> _To do_
Wherever a line in the data holds the word "super", pull that line out.

'''

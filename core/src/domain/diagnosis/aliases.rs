use std::fmt;

use serde_json::Value;

/// Fields of [`CanonicalDiagnosis`](super::entities::CanonicalDiagnosis).
#[derive(Debug, Clone, Copy, PartialEq, Eq, Hash)]
pub enum CanonicalField {
    DiseaseName,
    ConfidenceScore,
    TreatmentRecommendations,
    PreventiveAdvice,
    SeverityPercentage,
    YieldLossRisk,
}

impl CanonicalField {
    pub const ALL: [CanonicalField; 6] = [
        CanonicalField::DiseaseName,
        CanonicalField::ConfidenceScore,
        CanonicalField::TreatmentRecommendations,
        CanonicalField::PreventiveAdvice,
        CanonicalField::SeverityPercentage,
        CanonicalField::YieldLossRisk,
    ];

    pub fn as_str(&self) -> &'static str {
        match self {
            CanonicalField::DiseaseName => "diseaseName",
            CanonicalField::ConfidenceScore => "confidenceScore",
            CanonicalField::TreatmentRecommendations => "treatmentRecommendations",
            CanonicalField::PreventiveAdvice => "preventiveAdvice",
            CanonicalField::SeverityPercentage => "severityPercentage",
            CanonicalField::YieldLossRisk => "yieldLossRisk",
        }
    }

    /// Source keys tried for this field, highest precedence first.
    pub fn aliases(&self) -> &'static [&'static str] {
        match self {
            CanonicalField::DiseaseName => &["diseaseName", "disease_name", "disease", "name"],
            CanonicalField::ConfidenceScore => {
                &["confidenceScore", "confidence_score", "confidence"]
            }
            CanonicalField::TreatmentRecommendations => &[
                "treatmentRecommendations",
                "treatment_recommendations",
                "treatment",
                "recommendations",
            ],
            CanonicalField::PreventiveAdvice => &[
                "preventiveAdvice",
                "preventive_advice",
                "prevention",
                "advice",
                "description",
            ],
            CanonicalField::SeverityPercentage => {
                &["severityPercentage", "severity_percentage", "severity"]
            }
            CanonicalField::YieldLossRisk => &["yieldLossRisk", "yield_loss_risk", "yield_loss"],
        }
    }
}

impl fmt::Display for CanonicalField {
    fn fmt(&self, f: &mut fmt::Formatter<'_>) -> fmt::Result {
        f.write_str(self.as_str())
    }
}

/// A value found under one of a field's aliases.
#[derive(Debug, Clone, Copy, PartialEq)]
pub struct Resolved<'a> {
    pub alias: &'static str,
    pub value: &'a Value,
}

/// Every present value among the aliases of `field`, highest precedence first.
///
/// `null` and blank strings count as missing so that a lower-precedence alias
/// can still supply the value.
pub fn candidates(payload: &Value, field: CanonicalField) -> impl Iterator<Item = Resolved<'_>> {
    let object = payload.as_object();

    field.aliases().iter().filter_map(move |alias| {
        object?
            .get(*alias)
            .filter(|value| is_present(value))
            .map(|value| Resolved {
                alias: *alias,
                value,
            })
    })
}

fn is_present(value: &Value) -> bool {
    match value {
        Value::Null => false,
        Value::String(text) => !text.trim().is_empty(),
        _ => true,
    }
}

#[cfg(test)]
mod tests {
    use serde_json::json;

    use super::*;

    fn first(payload: &Value, field: CanonicalField) -> Option<Resolved<'_>> {
        candidates(payload, field).next()
    }

    #[test]
    fn test_canonical_name_takes_precedence() {
        let payload = json!({
            "name": "Short",
            "disease": "Shorter",
            "disease_name": "Snake",
            "diseaseName": "Camel"
        });

        let resolved = first(&payload, CanonicalField::DiseaseName).unwrap();
        assert_eq!(resolved.alias, "diseaseName");
        assert_eq!(resolved.value, &json!("Camel"));
    }

    #[test]
    fn test_snake_case_before_short_forms() {
        let payload = json!({ "severity": 10, "severity_percentage": 20 });

        let resolved = first(&payload, CanonicalField::SeverityPercentage).unwrap();
        assert_eq!(resolved.alias, "severity_percentage");
        assert_eq!(resolved.value, &json!(20));
    }

    #[test]
    fn test_null_and_blank_values_fall_through() {
        let payload = json!({
            "diseaseName": null,
            "disease_name": "   ",
            "disease": "Powdery Mildew"
        });

        let resolved = first(&payload, CanonicalField::DiseaseName).unwrap();
        assert_eq!(resolved.alias, "disease");
    }

    #[test]
    fn test_description_is_last_resort_for_preventive_advice() {
        let payload = json!({ "description": "Keep leaves dry.", "advice": ["Prune"] });

        let resolved = first(&payload, CanonicalField::PreventiveAdvice).unwrap();
        assert_eq!(resolved.alias, "advice");
    }

    #[test]
    fn test_candidates_keep_alias_order() {
        let payload = json!({
            "severity": 40,
            "severityPercentage": null,
            "severity_percentage": "high"
        });

        let aliases: Vec<&str> = candidates(&payload, CanonicalField::SeverityPercentage)
            .map(|resolved| resolved.alias)
            .collect();
        assert_eq!(aliases, vec!["severity_percentage", "severity"]);
    }

    #[test]
    fn test_missing_field_resolves_nothing() {
        let payload = json!({ "unrelated": true });

        for field in CanonicalField::ALL {
            assert!(first(&payload, field).is_none(), "{field} resolved");
        }
    }

    #[test]
    fn test_non_object_payload_resolves_nothing() {
        assert!(first(&json!("Leaf Spot"), CanonicalField::DiseaseName).is_none());
        assert!(first(&json!([{ "diseaseName": "x" }]), CanonicalField::DiseaseName).is_none());
        assert!(first(&Value::Null, CanonicalField::DiseaseName).is_none());
        assert_eq!(candidates(&json!(7), CanonicalField::ConfidenceScore).count(), 0);
    }

    #[test]
    fn test_canonical_name_is_first_alias() {
        for field in CanonicalField::ALL {
            assert_eq!(field.aliases()[0], field.as_str());
        }
    }
}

'''

> _Output below_
/// Fields of [`CanonicalDiagnosis`](super::entities::CanonicalDiagnosis).
    use super::*;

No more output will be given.